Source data
- - - - -
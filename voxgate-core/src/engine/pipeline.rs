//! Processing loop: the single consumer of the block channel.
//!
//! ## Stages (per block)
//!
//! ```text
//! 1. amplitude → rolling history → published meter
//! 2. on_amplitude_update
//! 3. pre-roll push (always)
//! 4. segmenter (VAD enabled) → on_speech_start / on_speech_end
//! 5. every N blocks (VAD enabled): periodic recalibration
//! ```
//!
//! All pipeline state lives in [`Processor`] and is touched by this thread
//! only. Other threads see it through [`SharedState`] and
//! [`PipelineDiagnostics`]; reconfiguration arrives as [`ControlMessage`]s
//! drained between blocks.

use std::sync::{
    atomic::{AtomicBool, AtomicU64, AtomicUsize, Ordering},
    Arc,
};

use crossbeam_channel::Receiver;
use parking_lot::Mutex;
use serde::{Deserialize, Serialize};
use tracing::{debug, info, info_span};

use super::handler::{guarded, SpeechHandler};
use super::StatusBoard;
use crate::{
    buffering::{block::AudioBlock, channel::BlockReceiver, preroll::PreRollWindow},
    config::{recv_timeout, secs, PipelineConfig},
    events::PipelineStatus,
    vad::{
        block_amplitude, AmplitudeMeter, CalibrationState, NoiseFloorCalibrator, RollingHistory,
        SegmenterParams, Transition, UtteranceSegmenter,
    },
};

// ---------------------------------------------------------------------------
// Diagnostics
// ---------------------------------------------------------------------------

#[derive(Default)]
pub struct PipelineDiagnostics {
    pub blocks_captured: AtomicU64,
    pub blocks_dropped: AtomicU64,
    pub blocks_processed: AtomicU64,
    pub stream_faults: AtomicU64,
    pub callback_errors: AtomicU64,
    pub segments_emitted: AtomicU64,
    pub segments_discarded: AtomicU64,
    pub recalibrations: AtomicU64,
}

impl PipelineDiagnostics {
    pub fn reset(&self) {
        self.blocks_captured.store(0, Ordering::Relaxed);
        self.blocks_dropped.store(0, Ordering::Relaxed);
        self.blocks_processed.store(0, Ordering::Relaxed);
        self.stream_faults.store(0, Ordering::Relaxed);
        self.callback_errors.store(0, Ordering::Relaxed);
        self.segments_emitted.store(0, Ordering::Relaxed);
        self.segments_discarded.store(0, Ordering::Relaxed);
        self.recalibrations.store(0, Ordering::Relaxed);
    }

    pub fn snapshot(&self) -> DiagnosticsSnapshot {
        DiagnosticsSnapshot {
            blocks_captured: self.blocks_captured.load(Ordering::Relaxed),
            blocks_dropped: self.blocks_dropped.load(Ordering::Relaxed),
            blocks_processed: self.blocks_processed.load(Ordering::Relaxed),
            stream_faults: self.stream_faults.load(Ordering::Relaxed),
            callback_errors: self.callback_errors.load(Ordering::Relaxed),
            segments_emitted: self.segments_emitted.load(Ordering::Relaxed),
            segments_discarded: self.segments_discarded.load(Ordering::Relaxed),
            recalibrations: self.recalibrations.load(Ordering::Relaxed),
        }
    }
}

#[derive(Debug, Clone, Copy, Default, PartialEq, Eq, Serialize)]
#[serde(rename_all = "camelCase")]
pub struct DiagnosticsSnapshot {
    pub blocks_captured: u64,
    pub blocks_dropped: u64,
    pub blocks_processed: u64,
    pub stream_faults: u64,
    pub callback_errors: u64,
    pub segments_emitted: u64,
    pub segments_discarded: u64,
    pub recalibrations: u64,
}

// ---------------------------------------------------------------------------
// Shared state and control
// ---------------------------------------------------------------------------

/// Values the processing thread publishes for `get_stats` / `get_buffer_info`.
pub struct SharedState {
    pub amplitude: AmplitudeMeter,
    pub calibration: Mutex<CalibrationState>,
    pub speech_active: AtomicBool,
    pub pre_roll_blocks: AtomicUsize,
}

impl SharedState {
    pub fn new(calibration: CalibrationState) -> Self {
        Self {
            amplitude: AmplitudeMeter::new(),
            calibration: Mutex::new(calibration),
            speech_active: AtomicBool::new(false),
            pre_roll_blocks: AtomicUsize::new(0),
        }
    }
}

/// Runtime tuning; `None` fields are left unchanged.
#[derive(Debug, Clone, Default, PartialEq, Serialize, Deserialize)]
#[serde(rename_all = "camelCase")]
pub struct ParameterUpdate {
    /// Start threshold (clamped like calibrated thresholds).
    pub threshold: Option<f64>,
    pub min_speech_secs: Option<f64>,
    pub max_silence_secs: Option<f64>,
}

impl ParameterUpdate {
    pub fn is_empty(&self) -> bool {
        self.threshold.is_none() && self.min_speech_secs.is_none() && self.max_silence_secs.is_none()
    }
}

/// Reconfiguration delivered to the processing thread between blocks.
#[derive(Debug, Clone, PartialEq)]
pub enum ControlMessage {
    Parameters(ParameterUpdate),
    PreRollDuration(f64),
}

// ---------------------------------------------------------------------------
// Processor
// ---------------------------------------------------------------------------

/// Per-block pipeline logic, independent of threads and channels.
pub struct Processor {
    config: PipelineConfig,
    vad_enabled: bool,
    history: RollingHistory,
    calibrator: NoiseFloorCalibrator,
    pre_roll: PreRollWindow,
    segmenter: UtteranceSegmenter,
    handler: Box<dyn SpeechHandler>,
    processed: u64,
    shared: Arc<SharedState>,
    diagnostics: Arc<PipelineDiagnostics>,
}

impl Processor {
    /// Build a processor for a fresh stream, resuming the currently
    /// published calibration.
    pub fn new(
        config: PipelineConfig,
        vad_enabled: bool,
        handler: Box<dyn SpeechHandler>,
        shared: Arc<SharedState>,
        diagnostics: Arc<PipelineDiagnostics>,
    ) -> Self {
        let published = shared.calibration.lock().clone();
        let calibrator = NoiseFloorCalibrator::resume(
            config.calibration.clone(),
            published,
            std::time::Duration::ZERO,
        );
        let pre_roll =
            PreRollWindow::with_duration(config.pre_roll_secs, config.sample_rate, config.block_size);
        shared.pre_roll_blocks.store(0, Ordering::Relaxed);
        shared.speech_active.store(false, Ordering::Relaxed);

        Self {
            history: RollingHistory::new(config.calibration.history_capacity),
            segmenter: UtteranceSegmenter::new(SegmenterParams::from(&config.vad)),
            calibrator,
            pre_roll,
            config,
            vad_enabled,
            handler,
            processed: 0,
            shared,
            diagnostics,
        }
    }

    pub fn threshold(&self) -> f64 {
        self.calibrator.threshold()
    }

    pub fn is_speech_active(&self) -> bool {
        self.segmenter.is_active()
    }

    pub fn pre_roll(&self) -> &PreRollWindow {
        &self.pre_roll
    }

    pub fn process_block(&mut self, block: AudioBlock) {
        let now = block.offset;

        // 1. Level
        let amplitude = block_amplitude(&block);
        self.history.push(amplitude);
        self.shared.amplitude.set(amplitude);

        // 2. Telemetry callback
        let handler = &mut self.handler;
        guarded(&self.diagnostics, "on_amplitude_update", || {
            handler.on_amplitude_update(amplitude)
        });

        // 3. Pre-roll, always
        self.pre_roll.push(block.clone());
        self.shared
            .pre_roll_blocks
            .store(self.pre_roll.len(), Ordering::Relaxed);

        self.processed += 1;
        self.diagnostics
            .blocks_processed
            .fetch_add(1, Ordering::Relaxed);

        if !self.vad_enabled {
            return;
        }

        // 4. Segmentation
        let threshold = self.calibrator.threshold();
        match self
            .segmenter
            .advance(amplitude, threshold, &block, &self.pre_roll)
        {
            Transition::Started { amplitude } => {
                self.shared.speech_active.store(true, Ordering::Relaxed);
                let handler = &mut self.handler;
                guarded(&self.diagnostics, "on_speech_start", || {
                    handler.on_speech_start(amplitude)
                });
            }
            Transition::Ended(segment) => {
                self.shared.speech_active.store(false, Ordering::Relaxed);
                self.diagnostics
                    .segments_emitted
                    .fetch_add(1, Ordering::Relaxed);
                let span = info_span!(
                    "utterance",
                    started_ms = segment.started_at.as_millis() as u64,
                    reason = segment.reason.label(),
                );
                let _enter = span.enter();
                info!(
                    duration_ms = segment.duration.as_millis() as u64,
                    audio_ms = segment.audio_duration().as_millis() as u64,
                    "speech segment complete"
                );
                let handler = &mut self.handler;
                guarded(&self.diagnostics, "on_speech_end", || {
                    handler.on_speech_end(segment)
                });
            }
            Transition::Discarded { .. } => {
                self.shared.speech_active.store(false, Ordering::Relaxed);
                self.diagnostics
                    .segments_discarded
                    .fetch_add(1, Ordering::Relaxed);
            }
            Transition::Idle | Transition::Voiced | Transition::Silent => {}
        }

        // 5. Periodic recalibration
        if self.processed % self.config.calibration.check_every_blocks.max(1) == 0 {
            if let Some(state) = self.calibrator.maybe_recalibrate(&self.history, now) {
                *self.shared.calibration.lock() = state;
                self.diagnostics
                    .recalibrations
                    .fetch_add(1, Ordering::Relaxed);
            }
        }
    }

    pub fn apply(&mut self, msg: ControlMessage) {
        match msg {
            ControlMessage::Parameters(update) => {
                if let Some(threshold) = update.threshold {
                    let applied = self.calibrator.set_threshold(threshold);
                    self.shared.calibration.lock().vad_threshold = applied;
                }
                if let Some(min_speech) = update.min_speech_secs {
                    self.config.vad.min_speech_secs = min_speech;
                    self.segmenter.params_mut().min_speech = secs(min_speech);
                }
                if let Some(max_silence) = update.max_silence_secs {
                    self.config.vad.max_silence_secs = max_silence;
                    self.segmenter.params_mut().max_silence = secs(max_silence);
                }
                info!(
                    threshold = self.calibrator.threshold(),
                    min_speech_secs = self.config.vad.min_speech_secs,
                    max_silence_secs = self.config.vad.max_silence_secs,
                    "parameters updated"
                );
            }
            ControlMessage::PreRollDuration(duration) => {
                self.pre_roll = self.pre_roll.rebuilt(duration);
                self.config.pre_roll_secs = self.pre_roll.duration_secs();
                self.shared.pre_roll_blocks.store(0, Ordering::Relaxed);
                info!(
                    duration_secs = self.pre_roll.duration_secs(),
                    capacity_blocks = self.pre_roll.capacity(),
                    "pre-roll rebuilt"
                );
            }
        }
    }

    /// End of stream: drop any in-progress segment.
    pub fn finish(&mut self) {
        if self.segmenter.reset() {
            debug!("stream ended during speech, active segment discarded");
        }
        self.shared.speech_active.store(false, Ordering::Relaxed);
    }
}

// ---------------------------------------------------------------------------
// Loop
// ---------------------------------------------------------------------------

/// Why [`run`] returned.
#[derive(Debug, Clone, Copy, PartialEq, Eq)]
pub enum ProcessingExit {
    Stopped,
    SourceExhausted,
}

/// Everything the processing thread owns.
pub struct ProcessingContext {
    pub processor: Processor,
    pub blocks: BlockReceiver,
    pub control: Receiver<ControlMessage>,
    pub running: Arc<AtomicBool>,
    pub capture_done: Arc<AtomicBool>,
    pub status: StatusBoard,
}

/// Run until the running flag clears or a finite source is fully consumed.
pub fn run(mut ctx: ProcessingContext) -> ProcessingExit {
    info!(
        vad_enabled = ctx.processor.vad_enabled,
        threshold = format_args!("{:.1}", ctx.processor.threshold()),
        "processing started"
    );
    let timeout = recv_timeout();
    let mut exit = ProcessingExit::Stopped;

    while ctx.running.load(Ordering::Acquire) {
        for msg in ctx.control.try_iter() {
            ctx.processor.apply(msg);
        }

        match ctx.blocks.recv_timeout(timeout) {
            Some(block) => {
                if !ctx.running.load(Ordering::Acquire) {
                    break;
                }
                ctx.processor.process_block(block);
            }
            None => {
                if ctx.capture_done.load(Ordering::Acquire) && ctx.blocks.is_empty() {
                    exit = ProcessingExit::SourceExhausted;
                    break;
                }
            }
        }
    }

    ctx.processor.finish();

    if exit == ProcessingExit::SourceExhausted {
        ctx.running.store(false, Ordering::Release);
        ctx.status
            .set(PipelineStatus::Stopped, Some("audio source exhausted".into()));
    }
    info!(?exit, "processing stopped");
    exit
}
- - - - -
The answer must hold exactly the lines of the entries above, from the first line through the line that contains "self.callback_errors.store(0, Ordering::Relaxed);", and no others.

filename voxgate-core/src/engine/pipeline.rs
//! Processing loop: the single consumer of the block channel.
//!
//! ## Stages (per block)
//!
//! ```text
//! 1. amplitude → rolling history → published meter
//! 2. on_amplitude_update
//! 3. pre-roll push (always)
//! 4. segmenter (VAD enabled) → on_speech_start / on_speech_end
//! 5. every N blocks (VAD enabled): periodic recalibration
//! ```
//!
//! All pipeline state lives in [`Processor`] and is touched by this thread
//! only. Other threads see it through [`SharedState`] and
//! [`PipelineDiagnostics`]; reconfiguration arrives as [`ControlMessage`]s
//! drained between blocks.

use std::sync::{
    atomic::{AtomicBool, AtomicU64, AtomicUsize, Ordering},
    Arc,
};

use crossbeam_channel::Receiver;
use parking_lot::Mutex;
use serde::{Deserialize, Serialize};
use tracing::{debug, info, info_span};

use super::handler::{guarded, SpeechHandler};
use super::StatusBoard;
use crate::{
    buffering::{block::AudioBlock, channel::BlockReceiver, preroll::PreRollWindow},
    config::{recv_timeout, secs, PipelineConfig},
    events::PipelineStatus,
    vad::{
        block_amplitude, AmplitudeMeter, CalibrationState, NoiseFloorCalibrator, RollingHistory,
        SegmenterParams, Transition, UtteranceSegmenter,
    },
};

// ---------------------------------------------------------------------------
// Diagnostics
// ---------------------------------------------------------------------------

#[derive(Default)]
pub struct PipelineDiagnostics {
    pub blocks_captured: AtomicU64,
    pub blocks_dropped: AtomicU64,
    pub blocks_processed: AtomicU64,
    pub stream_faults: AtomicU64,
    pub callback_errors: AtomicU64,
    pub segments_emitted: AtomicU64,
    pub segments_discarded: AtomicU64,
    pub recalibrations: AtomicU64,
}

impl PipelineDiagnostics {
    pub fn reset(&self) {
        self.blocks_captured.store(0, Ordering::Relaxed);
        self.blocks_dropped.store(0, Ordering::Relaxed);
        self.blocks_processed.store(0, Ordering::Relaxed);
        self.stream_faults.store(0, Ordering::Relaxed);
        self.callback_errors.store(0, Ordering::Relaxed);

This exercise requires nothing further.